How do you get that, Juju? She had no higher cortical functions.
I worked with folks with IQ's in the high 40's who were certainly frustrating to deal with at times, but many of whom were better people overall that folks with twice their intelligence. There were also some fairly wretched folks among them as well, but on the whole, as people, I found them nicer and kinder than I was. I knew people with I.Q.'s a lot lower than that who were fine. I considered them friends at the time, and if I were to run into any of them today, I'd think of them as friends today.
Handicapped and comatose are two different things.
The logic you are working on here is your own. These are not the connections I have ever made, nor would I make them. No higher cortical functions, Juju, unlike people with low or even very low IQ. People without discernible consciousness, Juju, as opposed to people who can engage in some sort of mutual process of conscious communication. Being hated, for me, is sufficient conscious communication. I designed and implemented a therapy program for a woman once whose sole communication with the world was attempting to kill people she came into contact with. I not only had to sell the program to her, I had to sell the program to the other staff people, who wanted nothing to do with her.
I used to go in to feed people who would try to hurt me when I got close enough to feed them. I worked with people who would occasionally get jaws and noses and arms broken trying to feed people who didn't communicate all that well, but were still conscious. That was fine, Juju. Most of these people clearly wanted to live. Some of them wanted to die, but we were able to quarrel about that in a fairly straightforward way, even those who were "handicapped." Some of them wanted me to help them die, Juju, and I always refused, because I had feelings about that myself. Simply because they wanted to die, didn't mean that I had to help them. There was a person there inside in all those cases, though, and that made the difference to me.

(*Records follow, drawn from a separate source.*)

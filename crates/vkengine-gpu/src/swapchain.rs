//! Swapchain creation, image acquisition and presentation.

use crate::device::{unique_families, LogicalDevice};
use crate::error::{GpuError, Result};
use crate::image::Image;
use crate::surface::Surface;
use ash::vk;
use std::sync::Arc;

/// Owns the raw `VkSwapchainKHR`.
///
/// Shared by the swapchain's [`Image`]s so the handle outlives every view of them.
pub struct SwapchainHandle {
    device: Arc<LogicalDevice>,
    swapchain: vk::SwapchainKHR,
}

impl SwapchainHandle {
    pub fn raw(&self) -> vk::SwapchainKHR {
        self.swapchain
    }

    pub fn device(&self) -> &Arc<LogicalDevice> {
        &self.device
    }
}

impl Drop for SwapchainHandle {
    fn drop(&mut self) {
        unsafe {
            self.device
                .swapchain_loader()
                .destroy_swapchain(self.swapchain, None);
        }
    }
}

/// Result of [`Swapchain::acquire_next_image`].
#[derive(Debug, Clone, Copy, PartialEq, Eq)]
pub enum AcquiredImage {
    /// An image was acquired; `suboptimal` asks for a rebuild after this frame.
    Ready { index: u32, suboptimal: bool },
    /// No image was acquired; the swapchain must be rebuilt.
    OutOfDate,
}

/// Result of [`Swapchain::present`].
#[derive(Debug, Clone, Copy, PartialEq, Eq)]
pub enum PresentStatus {
    Optimal,
    Suboptimal,
    OutOfDate,
}

/// Swapchain with its presentable images.
pub struct Swapchain {
    handle: Arc<SwapchainHandle>,
    images: Vec<Arc<Image>>,
    surface_format: vk::SurfaceFormatKHR,
    present_mode: vk::PresentModeKHR,
    extent: vk::Extent2D,
}

impl Swapchain {
    /// Create a swapchain for `surface`.
    ///
    /// `queue_families` lists the family of every queue that will touch the
    /// images. `old` is handed to the driver so resources can be recycled; it
    /// must no longer be presented to.
    pub fn new(
        device: &Arc<LogicalDevice>,
        surface: &Surface,
        desired_extent: vk::Extent2D,
        vsync: bool,
        queue_families: &[u32],
        old: Option<&Swapchain>,
    ) -> Result<Self> {
        let support = device.physical_device().swapchain_support(surface)?;
        if !support.is_adequate() {
            return Err(GpuError::SwapchainCreation(
                "surface reports no formats or present modes".to_string(),
            ));
        }

        let surface_format = select_surface_format(&support.formats)
            .ok_or_else(|| GpuError::SwapchainCreation("no surface formats".to_string()))?;
        let present_mode = select_present_mode(&support.present_modes, vsync);
        let extent = calculate_extent(&support.capabilities, desired_extent);
        let image_count = image_count(&support.capabilities);
        let (sharing_mode, families) = sharing_mode(queue_families)?;

        let create_info = vk::SwapchainCreateInfoKHR::default()
            .surface(surface.handle())
            .min_image_count(image_count)
            .image_format(surface_format.format)
            .image_color_space(surface_format.color_space)
            .image_extent(extent)
            .image_array_layers(1)
            .image_usage(vk::ImageUsageFlags::COLOR_ATTACHMENT)
            .image_sharing_mode(sharing_mode)
            .queue_family_indices(&families)
            .pre_transform(support.capabilities.current_transform)
            .composite_alpha(vk::CompositeAlphaFlagsKHR::OPAQUE)
            .present_mode(present_mode)
            .clipped(true)
            .old_swapchain(old.map_or(vk::SwapchainKHR::null(), |s| s.handle.raw()));

        let loader = device.swapchain_loader();
        let swapchain = unsafe { loader.create_swapchain(&create_info, None) }
            .map_err(|e| GpuError::SwapchainCreation(e.to_string()))?;

        let handle = Arc::new(SwapchainHandle {
            device: Arc::clone(device),
            swapchain,
        });

        let images = unsafe { loader.get_swapchain_images(swapchain)? }
            .into_iter()
            .map(|image| {
                Arc::new(Image::from_swapchain(
                    Arc::clone(&handle),
                    image,
                    surface_format.format,
                    extent,
                ))
            })
            .collect::<Vec<_>>();

        tracing::info!(
            "Swapchain created: {} images, format {:?}, color space {:?}, present mode {:?}, extent {}x{}",
            images.len(),
            surface_format.format,
            surface_format.color_space,
            present_mode,
            extent.width,
            extent.height
        );

        Ok(Self {
            handle,
            images,
            surface_format,
            present_mode,
            extent,
        })
    }

    /// Acquire the next presentable image, signaling `semaphore` once it is usable.
    pub fn acquire_next_image(&self, semaphore: vk::Semaphore, timeout_ns: u64) -> Result<AcquiredImage> {
        let result = unsafe {
            self.handle.device.swapchain_loader().acquire_next_image(
                self.handle.swapchain,
                timeout_ns,
                semaphore,
                vk::Fence::null(),
            )
        };

        acquired_image(result)
    }

    /// Queue `image_index` for presentation once `wait_semaphores` signal.
    pub fn present(
        &self,
        queue: vk::Queue,
        image_index: u32,
        wait_semaphores: &[vk::Semaphore],
    ) -> Result<PresentStatus> {
        let swapchains = [self.handle.swapchain];
        let image_indices = [image_index];

        let present_info = vk::PresentInfoKHR::default()
            .wait_semaphores(wait_semaphores)
            .swapchains(&swapchains)
            .image_indices(&image_indices);

        let result = unsafe {
            self.handle
                .device
                .swapchain_loader()
                .queue_present(queue, &present_info)
        };

        present_status(result)
    }

    /// Presentable images, indexed by the values `acquire_next_image` returns.
    pub fn images(&self) -> &[Arc<Image>] {
        &self.images
    }

    pub fn image_count(&self) -> usize {
        self.images.len()
    }

    pub fn format(&self) -> vk::Format {
        self.surface_format.format
    }

    pub fn surface_format(&self) -> vk::SurfaceFormatKHR {
        self.surface_format
    }

    pub fn present_mode(&self) -> vk::PresentModeKHR {
        self.present_mode
    }

    pub fn extent(&self) -> vk::Extent2D {
        self.extent
    }

    pub fn device(&self) -> &Arc<LogicalDevice> {
        &self.handle.device
    }
}

/// Prefer 8-bit BGRA sRGB, otherwise take whatever the surface lists first.
/// Out-of-date is a value, not an error.
fn acquired_image(result: ash::prelude::VkResult<(u32, bool)>) -> Result<AcquiredImage> {
    match result {
        Ok((index, suboptimal)) => Ok(AcquiredImage::Ready { index, suboptimal }),
        Err(vk::Result::ERROR_OUT_OF_DATE_KHR) => Ok(AcquiredImage::OutOfDate),
        Err(e) => Err(GpuError::from(e)),
    }
}

fn present_status(result: ash::prelude::VkResult<bool>) -> Result<PresentStatus> {
    match result {
        Ok(false) => Ok(PresentStatus::Optimal),
        Ok(true) => Ok(PresentStatus::Suboptimal),
        Err(vk::Result::ERROR_OUT_OF_DATE_KHR) => Ok(PresentStatus::OutOfDate),
        Err(e) => Err(GpuError::from(e)),
    }
}

pub fn select_surface_format(available: &[vk::SurfaceFormatKHR]) -> Option<vk::SurfaceFormatKHR> {
    available
        .iter()
        .find(|f| {
            f.format == vk::Format::B8G8R8A8_SRGB
                && f.color_space == vk::ColorSpaceKHR::SRGB_NONLINEAR
        })
        .or_else(|| available.first())
        .copied()
}

/// Select the present mode.
///
/// FIFO is the only mode every implementation must support, so it is the fallback.
pub fn select_present_mode(available: &[vk::PresentModeKHR], vsync: bool) -> vk::PresentModeKHR {
    if vsync {
        return vk::PresentModeKHR::FIFO;
    }

    [vk::PresentModeKHR::MAILBOX, vk::PresentModeKHR::IMMEDIATE]
        .into_iter()
        .find(|mode| available.contains(mode))
        .unwrap_or(vk::PresentModeKHR::FIFO)
}

/// Use the surface's extent, or clamp the window's size when the surface leaves it to us.
pub fn calculate_extent(
    capabilities: &vk::SurfaceCapabilitiesKHR,
    desired: vk::Extent2D,
) -> vk::Extent2D {
    if capabilities.current_extent.width != u32::MAX {
        return capabilities.current_extent;
    }

    let min = capabilities.min_image_extent;
    let max = capabilities.max_image_extent;
    vk::Extent2D {
        width: desired.width.clamp(min.width, max.width.max(min.width)),
        height: desired.height.clamp(min.height, max.height.max(min.height)),
    }
}

/// One more than the minimum, capped by the maximum when the surface has one.
pub fn image_count(capabilities: &vk::SurfaceCapabilitiesKHR) -> u32 {
    let count = capabilities.min_image_count + 1;
    if capabilities.max_image_count > 0 {
        count.min(capabilities.max_image_count)
    } else {
        count
    }
}

/// Sharing mode for images touched by queues from `queue_families`.
///
/// Returns the unique family list to pass along with CONCURRENT sharing.
pub fn sharing_mode(queue_families: &[u32]) -> Result<(vk::SharingMode, Vec<u32>)> {
    if queue_families.is_empty() {
        return Err(GpuError::SwapchainCreation(
            "no queues will use the swapchain".to_string(),
        ));
    }

    let unique = unique_families(queue_families);
    if unique.len() == 1 {
        return Ok((vk::SharingMode::EXCLUSIVE, Vec::new()));
    }

    tracing::warn!(
        "Swapchain images are shared between queue families {:?}; using concurrent sharing",
        unique
    );
    Ok((vk::SharingMode::CONCURRENT, unique))
}
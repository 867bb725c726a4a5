//! Vulkan renderer owning every GPU object of the application.

use std::sync::Arc;

use anyhow::{anyhow, Context, Result};
use ash::vk;
use tracing::info;
use vkengine_gpu::device::required_device_extensions;
use vkengine_gpu::image::find_depth_format;
use vkengine_gpu::{
    AcquiredImage, CommandPool, FrameSync, Instance, LogicalDevice, OnDeviceBuffer, PhysicalDevice,
    PresentStatus, QueueFamilyRequest, ShaderModule, Surface, Version, Vertex, VertexShaderModule,
};
use vkengine_platform::WindowSystem;

use crate::chain::{ChainContext, SwapchainChain};
use crate::config::AppConfig;
use crate::lifecycle::{AcquireOutcome, FrameBackend, PresentOutcome};

/// Renderer for a single window.
///
/// Dropping waits for the device to go idle. Fields then drop in declaration
/// order: the swapchain chain first, the window last.
pub struct Renderer<W: WindowSystem> {
    chain: Option<SwapchainChain>,
    frames: Vec<FrameSync>,
    vertex_buffer: OnDeviceBuffer<Vertex>,
    vertex_shader: VertexShaderModule<Vertex>,
    fragment_shader: ShaderModule,
    command_pool: Arc<CommandPool>,
    graphics_queue: vk::Queue,
    present_queue: vk::Queue,
    queue_families: Vec<u32>,
    depth_format: Option<vk::Format>,
    vsync: bool,
    device: Arc<LogicalDevice>,
    surface: Surface,
    instance: Arc<Instance>,
    window: W,
}

impl<W: WindowSystem> Renderer<W> {
    /// Initialize Vulkan for `window`.
    pub fn new(window: W, config: &AppConfig) -> Result<Self> {
        info!("Initializing Vulkan renderer...");

        let extensions = window
            .required_instance_extensions()
            .context("failed to query window instance extensions")?;
        let instance = Arc::new(
            Instance::new(&config.title, Version::new(0, 1, 0), config.validation, &extensions, &[])
                .context("failed to create Vulkan instance")?,
        );
        let surface = Surface::new(Arc::clone(&instance), &window)?;

        let device_extensions = required_device_extensions();
        let physical = PhysicalDevice::pick(&instance, &surface, &device_extensions)?;
        let graphics = physical
            .graphics_family()
            .ok_or_else(|| anyhow!("{} has no graphics queue", physical.name()))?;
        let present = physical
            .presentation_family()
            .ok_or_else(|| anyhow!("{} cannot present to the surface", physical.name()))?;
        info!(
            "Using GPU: {} (graphics family {}, present family {})",
            physical.name(),
            graphics.index,
            present.index
        );

        let graphics_request = QueueFamilyRequest::new(graphics.index, 1.0);
        let present_request = QueueFamilyRequest::new(present.index, 1.0);
        let device = LogicalDevice::new(
            &physical,
            &[graphics_request, present_request],
            &device_extensions,
        )?;
        let graphics_queue = device.queue(&graphics_request)?;
        let present_queue = device.queue(&present_request)?;

        let command_pool =
            CommandPool::new(&device, graphics.index, vk::CommandPoolCreateFlags::empty())?;
        let vertex_buffer =
            OnDeviceBuffer::upload(&device, &command_pool, graphics_queue, &config.vertices)
                .context("failed to upload vertex data")?;

        let vertex_shader = VertexShaderModule::from_file(&device, &config.vertex_shader)
            .with_context(|| format!("failed to load {}", config.vertex_shader.display()))?;
        let fragment_shader = ShaderModule::from_file(&device, &config.fragment_shader)
            .with_context(|| format!("failed to load {}", config.fragment_shader.display()))?;

        let frames = (0..config.frames_in_flight.max(1))
            .map(|_| FrameSync::new(&device))
            .collect::<Result<Vec<_>, _>>()?;

        let depth_format = if config.depth {
            Some(find_depth_format(device.physical_device())?)
        } else {
            None
        };

        let mut renderer = Self {
            chain: None,
            frames,
            vertex_buffer,
            vertex_shader,
            fragment_shader,
            command_pool,
            graphics_queue,
            present_queue,
            queue_families: vec![graphics.index, present.index],
            depth_format,
            vsync: config.vsync,
            device,
            surface,
            instance,
            window,
        };
        let chain = SwapchainChain::build(&renderer.chain_context(), None)?;
        renderer.chain = Some(chain);

        info!(
            "Renderer initialized with {} frames in flight",
            renderer.frames.len()
        );
        Ok(renderer)
    }

    fn chain_context(&self) -> ChainContext<'_> {
        ChainContext {
            device: &self.device,
            surface: &self.surface,
            extent: self.window.desired_framebuffer_size(),
            vsync: self.vsync,
            queue_families: &self.queue_families,
            depth_format: self.depth_format,
            vertex_shader: &self.vertex_shader,
            fragment_shader: &self.fragment_shader,
            vertex_buffer: &self.vertex_buffer,
            command_pool: &self.command_pool,
        }
    }

    fn chain(&self) -> Result<&SwapchainChain> {
        self.chain
            .as_ref()
            .ok_or_else(|| anyhow!("swapchain chain is not built"))
    }

    fn frame(&self, slot: usize) -> Result<&FrameSync> {
        self.frames
            .get(slot)
            .ok_or_else(|| anyhow!("no frame slot {slot}"))
    }

    pub fn window(&self) -> &W {
        &self.window
    }

    pub fn window_mut(&mut self) -> &mut W {
        &mut self.window
    }

    pub fn device(&self) -> &Arc<LogicalDevice> {
        &self.device
    }

    pub fn instance(&self) -> &Arc<Instance> {
        &self.instance
    }

    /// Current swapchain extent, if the chain is built.
    pub fn extent(&self) -> Option<vk::Extent2D> {
        self.chain.as_ref().map(SwapchainChain::extent)
    }
}

impl<W: WindowSystem> FrameBackend for Renderer<W> {
    fn frames_in_flight(&self) -> usize {
        self.frames.len()
    }

    fn image_count(&self) -> usize {
        self.chain.as_ref().map_or(0, SwapchainChain::image_count)
    }

    fn wait_for_slot(&mut self, slot: usize) -> Result<()> {
        self.frame(slot)?.in_flight.wait(u64::MAX)?;
        Ok(())
    }

    fn acquire_image(&mut self, slot: usize) -> Result<AcquireOutcome> {
        let semaphore = self.frame(slot)?.image_available.handle();
        let acquired = self
            .chain()?
            .swapchain()
            .acquire_next_image(semaphore, u64::MAX)?;
        Ok(match acquired {
            AcquiredImage::Ready { index, suboptimal } => AcquireOutcome::Acquired {
                image_index: index,
                suboptimal,
            },
            AcquiredImage::OutOfDate => AcquireOutcome::OutOfDate,
        })
    }

    fn reset_slot(&mut self, slot: usize) -> Result<()> {
        self.frame(slot)?.in_flight.reset()?;
        Ok(())
    }

    fn submit(&mut self, slot: usize, image_index: u32) -> Result<()> {
        let frame = self.frame(slot)?;
        let chain = self.chain()?;
        let image = image_index as usize;
        chain.command_buffer(image)?.submit(
            self.graphics_queue,
            &[(
                &frame.image_available,
                vk::PipelineStageFlags::COLOR_ATTACHMENT_OUTPUT,
            )],
            &[chain.present_semaphore(image)?],
            Some(&frame.in_flight),
        )?;
        Ok(())
    }

    fn present(&mut self, image_index: u32) -> Result<PresentOutcome> {
        let chain = self.chain()?;
        let wait = [chain.present_semaphore(image_index as usize)?.handle()];
        let status = chain
            .swapchain()
            .present(self.present_queue, image_index, &wait)?;
        Ok(match status {
            PresentStatus::Optimal => PresentOutcome::Presented,
            PresentStatus::Suboptimal => PresentOutcome::Suboptimal,
            PresentStatus::OutOfDate => PresentOutcome::OutOfDate,
        })
    }

    fn surface_visible(&self) -> bool {
        self.window.is_visible()
    }

    fn rebuild_chain(&mut self) -> Result<()> {
        let old = self.chain.take();
        let next = {
            let ctx = self.chain_context();
            match old {
                Some(old) => old.rebuild(&ctx),
                None => SwapchainChain::build(&ctx, None),
            }
        };
        let chain = next.context("failed to rebuild swapchain chain")?;
        info!(
            "Swapchain rebuilt: {}x{}, {} images",
            chain.extent().width,
            chain.extent().height,
            chain.image_count()
        );
        self.chain = Some(chain);
        Ok(())
    }

    fn wait_idle(&mut self) -> Result<()> {
        self.device.wait_idle()?;
        Ok(())
    }
}

impl<W: WindowSystem> Drop for Renderer<W> {
    fn drop(&mut self) {
        idle_before_teardown(|| self.device.wait_idle());
    }
}

/// Run `wait_idle` ahead of destroying GPU objects, logging a failure.
fn idle_before_teardown(wait_idle: impl FnOnce() -> vkengine_gpu::Result<()>) {
    if let Err(e) = wait_idle() {
        tracing::error!("Failed to wait for device idle before teardown: {e}");
    }
}

#[cfg(test)]
mod tests {
    use super::*;
    use vkengine_gpu::GpuError;

    #[test]
    fn teardown_waits_for_idle_once() {
        let mut waits = 0;
        idle_before_teardown(|| {
            waits += 1;
            Ok(())
        });
        assert_eq!(waits, 1);
    }

    #[test]
    fn teardown_continues_after_failed_wait() {
        let mut waits = 0;
        idle_before_teardown(|| {
            waits += 1;
            Err(GpuError::Vulkan(vk::Result::ERROR_DEVICE_LOST))
        });
        assert_eq!(waits, 1);
    }
}
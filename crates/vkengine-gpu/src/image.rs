//! Images and image views.

use crate::device::{LogicalDevice, PhysicalDevice};
use crate::error::{GpuError, Result};
use crate::swapchain::SwapchainHandle;
use ash::vk;
use gpu_allocator::vulkan::Allocation;
use gpu_allocator::MemoryLocation;
use std::sync::Arc;

/// Depth formats tried in order when picking a depth attachment format.
pub const DEPTH_FORMAT_CANDIDATES: [vk::Format; 3] = [
    vk::Format::D32_SFLOAT,
    vk::Format::D32_SFLOAT_S8_UINT,
    vk::Format::D24_UNORM_S8_UINT,
];

enum Backing {
    /// Owned by the swapchain; never destroyed here.
    Swapchain(Arc<SwapchainHandle>),
    Allocated {
        device: Arc<LogicalDevice>,
        allocation: Option<Allocation>,
    },
}

/// A 2-D image, either presentable or backed by allocator memory.
pub struct Image {
    image: vk::Image,
    format: vk::Format,
    extent: vk::Extent2D,
    mip_levels: u32,
    backing: Backing,
}

impl Image {
    pub(crate) fn from_swapchain(
        swapchain: Arc<SwapchainHandle>,
        image: vk::Image,
        format: vk::Format,
        extent: vk::Extent2D,
    ) -> Self {
        Self {
            image,
            format,
            extent,
            mip_levels: 1,
            backing: Backing::Swapchain(swapchain),
        }
    }

    /// Create an optimally tiled, device-local image for use as an attachment.
    pub fn new_attachment(
        device: &Arc<LogicalDevice>,
        name: &str,
        format: vk::Format,
        extent: vk::Extent2D,
        usage: vk::ImageUsageFlags,
    ) -> Result<Self> {
        let create_info = vk::ImageCreateInfo::default()
            .image_type(vk::ImageType::TYPE_2D)
            .format(format)
            .extent(vk::Extent3D {
                width: extent.width,
                height: extent.height,
                depth: 1,
            })
            .mip_levels(1)
            .array_layers(1)
            .samples(vk::SampleCountFlags::TYPE_1)
            .tiling(vk::ImageTiling::OPTIMAL)
            .usage(usage)
            .sharing_mode(vk::SharingMode::EXCLUSIVE)
            .initial_layout(vk::ImageLayout::UNDEFINED);

        let raw = device.handle();
        let image = unsafe { raw.create_image(&create_info, None)? };
        let requirements = unsafe { raw.get_image_memory_requirements(image) };

        let allocation =
            match device
                .allocator()
                .lock()
                .allocate(name, requirements, MemoryLocation::GpuOnly, false)
            {
                Ok(allocation) => allocation,
                Err(e) => {
                    unsafe { raw.destroy_image(image, None) };
                    return Err(e);
                }
            };

        if let Err(e) =
            unsafe { raw.bind_image_memory(image, allocation.memory(), allocation.offset()) }
        {
            let _ = device.allocator().lock().free(allocation);
            unsafe { raw.destroy_image(image, None) };
            return Err(e.into());
        }

        Ok(Self {
            image,
            format,
            extent,
            mip_levels: 1,
            backing: Backing::Allocated {
                device: Arc::clone(device),
                allocation: Some(allocation),
            },
        })
    }

    pub fn handle(&self) -> vk::Image {
        self.image
    }

    pub fn format(&self) -> vk::Format {
        self.format
    }

    pub fn extent(&self) -> vk::Extent2D {
        self.extent
    }

    pub fn mip_levels(&self) -> u32 {
        self.mip_levels
    }

    /// Whether the image belongs to a swapchain.
    pub fn presentable(&self) -> bool {
        matches!(self.backing, Backing::Swapchain(_))
    }

    pub fn device(&self) -> &Arc<LogicalDevice> {
        match &self.backing {
            Backing::Swapchain(swapchain) => swapchain.device(),
            Backing::Allocated { device, .. } => device,
        }
    }
}

impl Drop for Image {
    fn drop(&mut self) {
        if let Backing::Allocated { device, allocation } = &mut self.backing {
            if let Some(allocation) = allocation.take() {
                if let Err(e) = device.allocator().lock().free(allocation) {
                    tracing::error!("Failed to free image memory: {e}");
                }
            }
            unsafe { device.handle().destroy_image(self.image, None) };
        }
    }
}

/// A 2-D view over every mip level of an image.
///
/// Keeps its image alive.
pub struct ImageView {
    image: Arc<Image>,
    view: vk::ImageView,
}

impl ImageView {
    pub fn new(image: Arc<Image>) -> Result<Self> {
        let view_info = vk::ImageViewCreateInfo::default()
            .image(image.handle())
            .view_type(vk::ImageViewType::TYPE_2D)
            .format(image.format())
            .components(vk::ComponentMapping::default())
            .subresource_range(
                vk::ImageSubresourceRange::default()
                    .aspect_mask(aspect_flags(image.format()))
                    .base_mip_level(0)
                    .level_count(image.mip_levels())
                    .base_array_layer(0)
                    .layer_count(1),
            );

        let view = unsafe { image.device().handle().create_image_view(&view_info, None)? };

        Ok(Self { image, view })
    }

    pub fn handle(&self) -> vk::ImageView {
        self.view
    }

    pub fn image(&self) -> &Arc<Image> {
        &self.image
    }

    pub fn format(&self) -> vk::Format {
        self.image.format()
    }

    pub fn extent(&self) -> vk::Extent2D {
        self.image.extent()
    }
}

impl Drop for ImageView {
    fn drop(&mut self) {
        unsafe {
            self.image
                .device()
                .handle()
                .destroy_image_view(self.view, None);
        }
    }
}

/// Whether `format` carries a depth component.
pub fn is_depth_format(format: vk::Format) -> bool {
    matches!(
        format,
        vk::Format::D16_UNORM
            | vk::Format::X8_D24_UNORM_PACK32
            | vk::Format::D32_SFLOAT
            | vk::Format::D16_UNORM_S8_UINT
            | vk::Format::D24_UNORM_S8_UINT
            | vk::Format::D32_SFLOAT_S8_UINT
    )
}

/// Whether `format` carries a stencil component.
pub fn has_stencil(format: vk::Format) -> bool {
    matches!(
        format,
        vk::Format::S8_UINT
            | vk::Format::D16_UNORM_S8_UINT
            | vk::Format::D24_UNORM_S8_UINT
            | vk::Format::D32_SFLOAT_S8_UINT
    )
}

/// Aspects a full view of a `format` image covers.
pub fn aspect_flags(format: vk::Format) -> vk::ImageAspectFlags {
    match (is_depth_format(format), has_stencil(format)) {
        (true, true) => vk::ImageAspectFlags::DEPTH | vk::ImageAspectFlags::STENCIL,
        (true, false) => vk::ImageAspectFlags::DEPTH,
        (false, true) => vk::ImageAspectFlags::STENCIL,
        (false, false) => vk::ImageAspectFlags::COLOR,
    }
}

/// First candidate usable as an optimally tiled depth attachment.
pub fn find_depth_format(physical_device: &PhysicalDevice) -> Result<vk::Format> {
    let instance = physical_device.instance().handle();
    DEPTH_FORMAT_CANDIDATES
        .into_iter()
        .find(|&format| {
            let properties = unsafe {
                instance.get_physical_device_format_properties(physical_device.handle(), format)
            };
            properties
                .optimal_tiling_features
                .contains(vk::FormatFeatureFlags::DEPTH_STENCIL_ATTACHMENT)
        })
        .ok_or_else(|| GpuError::InvalidState("no supported depth format".to_string()))
}

#[cfg(test)]
mod tests {
    use super::*;

    #[test]
    fn color_formats_use_color_aspect() {
        assert_eq!(
            aspect_flags(vk::Format::B8G8R8A8_SRGB),
            vk::ImageAspectFlags::COLOR
        );
        assert!(!is_depth_format(vk::Format::R32G32B32_SFLOAT));
    }

    #[test]
    fn depth_formats_use_depth_aspect() {
        assert_eq!(
            aspect_flags(vk::Format::D32_SFLOAT),
            vk::ImageAspectFlags::DEPTH
        );
        assert_eq!(
            aspect_flags(vk::Format::D24_UNORM_S8_UINT),
            vk::ImageAspectFlags::DEPTH | vk::ImageAspectFlags::STENCIL
        );
        assert!(DEPTH_FORMAT_CANDIDATES.iter().all(|&f| is_depth_format(f)));
    }
}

Should you wish to starve any mentally handicapped people to death, I'd be upset with you, and I'd do what I could to stop you.
If there was a person with no higher cortical activity, though, and they'd been that way for many years, I would agree that the court had the right to make a determination. If the case was clear that this is what that person would have wanted, I would go along with it, though I would find the process very difficult, and I don't know that I would be able to be a part of the actual team that carried out those orders. I'd probably be too attached to my fantasies about who that person might be, were they not in a permanent vegetative state. But I'd also be clear that that's what they were ó fantasies.
As I recall, the cause for her injury was heart attack as a consequence of obsessive dieting, wasn't it?
Perhaps you'd like to try to hang that on the husband?
Perhaps you'd be interested in checking out the co-relation of anorexia and incest, and do some thinking about the various possible reasons why the family was trying so hard to go against what the court evidently believed to be Terri's wishes in this matter. Might guilt have been part of this? I certainly don't know, but as a theory it makes as much sense as some of the drivel I've heard spouted about the husband. Incest is apparently much much more common than folks generally believe. And it plays a fairly large part in lots of secondary psychopathologies.